▶ [Your instructions]: When you reach the line containing "pub fn peek(&self)" in the entries below, begin reproducing lines exactly, and stop once the line containing "use std::collections::BTreeMap;" is done.

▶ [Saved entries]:
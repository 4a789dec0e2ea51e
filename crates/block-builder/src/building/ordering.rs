//! Order heap: price-sorted, per-sender nonce-ordered.
//!
//! Every includable unit of work is an [`Order`]: a plain transaction, a
//! simulated bundle or a simulated share bundle, with a uniform price key
//! (effective gas tip for transactions, mev gas price for bundles). Only
//! one transaction per sender is in the heap at a time; committing it
//! makes the sender's next-nonce transaction eligible.

use crate::primitives::{
    ChainSigner, Recovered, SignedTransaction, SimulatedBundle, SimulatedShareBundle,
};
use alloy_primitives::{Address, U256};
use std::cmp::Ordering;
use std::collections::{BTreeMap, BinaryHeap, HashMap, VecDeque};
use tracing::trace;

/// One includable unit of work. The set is closed; commit dispatch is a
/// match on the variant.
#[derive(Debug, Clone)]
pub enum Order {
    Tx(Recovered<SignedTransaction>),
    Bundle(SimulatedBundle),
    ShareBundle(SimulatedShareBundle),
}

impl Order {
    /// Primary ordering key.
    pub fn price(&self, base_fee: u64) -> U256 {
        match self {
            Order::Tx(tx) => U256::from(tx.effective_gas_tip(base_fee).unwrap_or_default()),
            Order::Bundle(sim) => sim.mev_gas_price.unwrap_or_default(),
            Order::ShareBundle(sim) => sim.mev_gas_price.unwrap_or_default(),
        }
    }

    /// Secondary key used inside a price bucket.
    pub fn profit_key(&self) -> U256 {
        match self {
            Order::Tx(tx) => tx.value,
            Order::Bundle(sim) => sim.total_eth,
            Order::ShareBundle(sim) => sim.profit,
        }
    }

    pub fn is_tx(&self) -> bool {
        matches!(self, Order::Tx(_))
    }
}

struct HeapEntry {
    price: U256,
    /// Insertion sequence; earlier insertions win price ties so the drain
    /// order is deterministic.
    seq: u64,
    order: Order,
}

impl PartialEq for HeapEntry {
    fn eq(&self, other: &Self) -> bool {
        self.price == other.price && self.seq == other.seq
    }
}

impl Eq for HeapEntry {}

impl PartialOrd for HeapEntry {
    fn partial_cmp(&self, other: &Self) -> Option<Ordering> {
        Some(self.cmp(other))
    }
}

impl Ord for HeapEntry {
    fn cmp(&self, other: &Self) -> Ordering {
        self.price
            .cmp(&other.price)
            .then_with(|| other.seq.cmp(&self.seq))
    }
}

/// Max-heap over orders by price, with per-sender nonce queues feeding
/// plain transactions in one at a time.
pub struct OrdersByPriceAndNonce {
    heap: BinaryHeap<HeapEntry>,
    pending_txs: HashMap<Address, VecDeque<Recovered<SignedTransaction>>>,
    base_fee: u64,
    next_seq: u64,
}

impl OrdersByPriceAndNonce {
    /// Builds the heap from per-sender nonce-sorted transaction lists and
    /// pre-simulated bundles. Transactions that fail recovery drop the
    /// rest of their sender's list (the nonce chain is broken anyway);
    /// underpriced transactions are skipped.
    pub fn new(
        signer: &ChainSigner,
        txs_by_sender: BTreeMap<Address, Vec<SignedTransaction>>,
        bundles: Vec<SimulatedBundle>,
        share_bundles: Vec<SimulatedShareBundle>,
        base_fee: u64,
    ) -> Self {
        let mut this = Self {
            heap: BinaryHeap::new(),
            pending_txs: HashMap::new(),
            base_fee,
            next_seq: 0,
        };

        for (sender, txs) in txs_by_sender {
            let mut queue = VecDeque::with_capacity(txs.len());
            for tx in txs {
                match signer.recover(&tx) {
                    Ok(recovered) => queue.push_back(recovered),
                    Err(err) => {
                        trace!(target: "block_builder", %sender, %err, "dropping unrecoverable txs");
                        break;
                    }
                }
            }
            this.pending_txs.insert(sender, queue);
            this.push_next_tx(sender);
        }
        for sim in bundles {
            this.push(Order::Bundle(sim));
        }
        for sim in share_bundles {
            this.push(Order::ShareBundle(sim));
        }
        this
    }

    pub fn peek(&self) -> Option<&Order> {
        self.heap.peek().map(|entry| &entry.order)
    }

    pub fn pop(&mut self) -> Option<Order> {
        self.heap.pop().map(|entry| entry.order)
    }

    /// Replaces the top transaction with its sender's next-nonce one. A
    /// non-transaction top is simply dropped.
    pub fn shift(&mut self) {
        if let Some(entry) = self.heap.pop() {
            if let Order::Tx(tx) = entry.order {
                self.push_next_tx(tx.signer());
            }
        }
    }

    /// Re-arms a sender after `tx` was committed from outside the heap
    /// (the bucketed merge pops whole buckets before committing them).
    pub fn shift_and_push_by_account_for_tx(&mut self, tx: &Recovered<SignedTransaction>) {
        self.push_next_tx(tx.signer());
    }

    pub fn is_empty(&self) -> bool {
        self.heap.is_empty()
    }

    fn push(&mut self, order: Order) {
        let price = order.price(self.base_fee);
        let seq = self.next_seq;
        self.next_seq += 1;
        self.heap.push(HeapEntry { price, seq, order });
    }

    fn push_next_tx(&mut self, sender: Address) {
        let Some(queue) = self.pending_txs.get_mut(&sender) else {
            return;
        };
        while let Some(tx) = queue.pop_front() {
            if tx.effective_gas_tip(self.base_fee).is_none() {
                trace!(target: "block_builder", tx = %tx.hash(), "dropping underpriced tx");
                continue;
            }
            self.push(Order::Tx(tx));
            return;
        }
    }
}
//! Account/storage store with a stack of revertible snapshots.
//!
//! The store is exclusively owned by one block-building task. Snapshots
//! nest strictly: opening one pushes a fresh journal, every mutator logs
//! the prior value of a field the first time it touches it, and the stack
//! can either revert (restore the exact pre-push map) or commit (squash
//! the journal into the layer beneath). Reverting or committing with an
//! empty stack is a caller bug and panics.

mod account;
mod journal;
mod root;

pub use account::Account;

use alloy_primitives::{Address, Bytes, B256, U256};
use journal::{Journal, JournalEntry};
use std::collections::BTreeMap;

/// Upper bound on snapshot nesting. Deep enough for any sane commit
/// pipeline; shallow enough to catch a leaked-snapshot loop early.
pub const MAX_SNAPSHOT_DEPTH: usize = 128;

#[derive(Debug, Clone, PartialEq, Eq, thiserror::Error)]
pub enum StateError {
    #[error("snapshot depth limit reached ({0})")]
    SnapshotLimitReached(usize),
}

/// The mutable account map plus its snapshot stack.
#[derive(Debug, Clone, Default)]
pub struct StateDb {
    accounts: BTreeMap<Address, Account>,
    refund: u64,
    snapshots: Vec<Journal>,
}

impl StateDb {
    pub fn new() -> Self {
        Self::default()
    }

    // --- reads; absent accounts read as zero ---

    pub fn exists(&self, address: Address) -> bool {
        self.accounts.contains_key(&address)
    }

    pub fn balance(&self, address: Address) -> U256 {
        self.accounts
            .get(&address)
            .map(|a| a.balance)
            .unwrap_or_default()
    }

    pub fn nonce(&self, address: Address) -> u64 {
        self.accounts
            .get(&address)
            .map(|a| a.nonce)
            .unwrap_or_default()
    }

    pub fn code(&self, address: Address) -> Bytes {
        self.accounts
            .get(&address)
            .map(|a| a.code.clone())
            .unwrap_or_default()
    }

    pub fn has_code(&self, address: Address) -> bool {
        self.accounts
            .get(&address)
            .map(|a| a.has_code())
            .unwrap_or(false)
    }

    pub fn storage(&self, address: Address, slot: U256) -> U256 {
        self.accounts
            .get(&address)
            .map(|a| a.storage_slot(slot))
            .unwrap_or_default()
    }

    pub fn has_self_destructed(&self, address: Address) -> bool {
        self.accounts
            .get(&address)
            .map(|a| a.self_destructed)
            .unwrap_or(false)
    }

    pub fn refund(&self) -> u64 {
        self.refund
    }

    // --- mutators; each logs the prior value before writing ---

    /// Creates the account if absent, journaling its prior non-existence.
    /// Creating over an existing account only marks it touched; the
    /// builder never re-creates live accounts.
    pub fn create_account(&mut self, address: Address) {
        self.touch(address);
    }

    pub fn set_balance(&mut self, address: Address, balance: U256) {
        self.touch(address);
        let prev = self.balance(address);
        self.log(JournalEntry::BalanceChange { address, prev });
        if let Some(account) = self.accounts.get_mut(&address) {
            account.balance = balance;
        }
    }

    pub fn add_balance(&mut self, address: Address, amount: U256) {
        let balance = self.balance(address).saturating_add(amount);
        self.set_balance(address, balance);
    }

    /// Caller guarantees sufficiency; the write saturates rather than
    /// wrapping if that guarantee is broken.
    pub fn sub_balance(&mut self, address: Address, amount: U256) {
        let prev = self.balance(address);
        debug_assert!(prev >= amount, "balance underflow on {address}");
        self.set_balance(address, prev.saturating_sub(amount));
    }

    pub fn set_nonce(&mut self, address: Address, nonce: u64) {
        self.touch(address);
        let prev = self.nonce(address);
        self.log(JournalEntry::NonceChange { address, prev });
        if let Some(account) = self.accounts.get_mut(&address) {
            account.nonce = nonce;
        }
    }

    pub fn set_code(&mut self, address: Address, code: Bytes) {
        self.touch(address);
        let prev = self.code(address);
        debug_assert!(prev.is_empty(), "code rewrite on {address}");
        self.log(JournalEntry::CodeChange { address, prev });
        if let Some(account) = self.accounts.get_mut(&address) {
            account.code = code;
        }
    }

    /// Writes a storage slot. A zero value clears the slot so that
    /// set-then-clear leaves no trace in the commitment.
    pub fn set_storage(&mut self, address: Address, slot: U256, value: U256) {
        self.touch(address);
        let prev = self
            .accounts
            .get(&address)
            .and_then(|a| a.storage.get(&slot).copied());
        self.log(JournalEntry::StorageChange {
            address,
            slot,
            prev,
        });
        if let Some(account) = self.accounts.get_mut(&address) {
            if value.is_zero() {
                account.storage.remove(&slot);
            } else {
                account.storage.insert(slot, value);
            }
        }
    }

    /// Marks the account self-destructed. Balance movement is the
    /// executor's job; the mark alone removes the account from the
    /// commitment.
    pub fn self_destruct(&mut self, address: Address) {
        self.touch(address);
        let prev = self.has_self_destructed(address);
        self.log(JournalEntry::SelfDestructChange { address, prev });
        if let Some(account) = self.accounts.get_mut(&address) {
            account.self_destructed = true;
        }
    }

    pub fn add_refund(&mut self, amount: u64) {
        let prev = self.refund;
        self.log(JournalEntry::RefundChange { prev });
        self.refund = prev.saturating_add(amount);
    }

    pub fn sub_refund(&mut self, amount: u64) {
        let prev = self.refund;
        debug_assert!(prev >= amount, "refund underflow");
        self.log(JournalEntry::RefundChange { prev });
        self.refund = prev.saturating_sub(amount);
    }

    // --- snapshots ---

    /// Pushes a fresh journal onto the stack.
    pub fn multi_tx_snapshot(&mut self) -> Result<(), StateError> {
        if self.snapshots.len() >= MAX_SNAPSHOT_DEPTH {
            return Err(StateError::SnapshotLimitReached(MAX_SNAPSHOT_DEPTH));
        }
        self.snapshots.push(Journal::default());
        Ok(())
    }

    /// Pops the top journal and restores every prior value, newest entry
    /// first. The account map afterwards is byte-exact what it was when
    /// the snapshot was opened.
    ///
    /// Panics when the stack is empty; a double revert is a caller bug.
    pub fn multi_tx_snapshot_revert(&mut self) {
        let journal = self
            .snapshots
            .pop()
            .expect("snapshot revert with empty stack");
        journal.revert(&mut self.accounts, &mut self.refund);
    }

    /// Pops the top journal and squashes it into the layer beneath. Keys
    /// both layers logged keep the lower layer's (older) prior value, so
    /// reverting the lower snapshot afterwards still restores its own
    /// pre-push state. Committing the bottom journal finalizes it.
    ///
    /// Panics when the stack is empty.
    pub fn multi_tx_snapshot_commit(&mut self) {
        let top = self
            .snapshots
            .pop()
            .expect("snapshot commit with empty stack");
        if let Some(below) = self.snapshots.last_mut() {
            below.absorb(top);
        }
    }

    pub fn snapshot_depth(&self) -> usize {
        self.snapshots.len()
    }

    /// Deterministic commitment over the current account map.
    /// Self-destructed accounts never contribute; empty accounts are
    /// excluded when `delete_empty_accounts` is set.
    pub fn intermediate_root(&self, delete_empty_accounts: bool) -> B256 {
        root::state_root(&self.accounts, delete_empty_accounts)
    }

    fn touch(&mut self, address: Address) {
        if !self.accounts.contains_key(&address) {
            self.log(JournalEntry::AccountCreated { address });
            self.accounts.insert(address, Account::default());
        }
        let touched = self
            .accounts
            .get(&address)
            .map(|a| a.touched)
            .unwrap_or(false);
        if !touched {
            self.log(JournalEntry::TouchChange {
                address,
                prev: touched,
            });
            if let Some(account) = self.accounts.get_mut(&address) {
                account.touched = true;
            }
        }
    }

    fn log(&mut self, entry: JournalEntry) {
        if let Some(journal) = self.snapshots.last_mut() {
            journal.record(entry);
        }
    }
}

▶ [Reply to the task]:
    pub fn peek(&self) -> Option<&Order> {
        self.heap.peek().map(|entry| &entry.order)
    }

    pub fn pop(&mut self) -> Option<Order> {
        self.heap.pop().map(|entry| entry.order)
    }

    /// Replaces the top transaction with its sender's next-nonce one. A
    /// non-transaction top is simply dropped.
    pub fn shift(&mut self) {
        if let Some(entry) = self.heap.pop() {
            if let Order::Tx(tx) = entry.order {
                self.push_next_tx(tx.signer());
            }
        }
    }

    /// Re-arms a sender after `tx` was committed from outside the heap
    /// (the bucketed merge pops whole buckets before committing them).
    pub fn shift_and_push_by_account_for_tx(&mut self, tx: &Recovered<SignedTransaction>) {
        self.push_next_tx(tx.signer());
    }

    pub fn is_empty(&self) -> bool {
        self.heap.is_empty()
    }

    fn push(&mut self, order: Order) {
        let price = order.price(self.base_fee);
        let seq = self.next_seq;
        self.next_seq += 1;
        self.heap.push(HeapEntry { price, seq, order });
    }

    fn push_next_tx(&mut self, sender: Address) {
        let Some(queue) = self.pending_txs.get_mut(&sender) else {
            return;
        };
        while let Some(tx) = queue.pop_front() {
            if tx.effective_gas_tip(self.base_fee).is_none() {
                trace!(target: "block_builder", tx = %tx.hash(), "dropping underpriced tx");
                continue;
            }
            self.push(Order::Tx(tx));
            return;
        }
    }
}
//! Account/storage store with a stack of revertible snapshots.
//!
//! The store is exclusively owned by one block-building task. Snapshots
//! nest strictly: opening one pushes a fresh journal, every mutator logs
//! the prior value of a field the first time it touches it, and the stack
//! can either revert (restore the exact pre-push map) or commit (squash
//! the journal into the layer beneath). Reverting or committing with an
//! empty stack is a caller bug and panics.

mod account;
mod journal;
mod root;

pub use account::Account;

use alloy_primitives::{Address, Bytes, B256, U256};
use journal::{Journal, JournalEntry};
use std::collections::BTreeMap;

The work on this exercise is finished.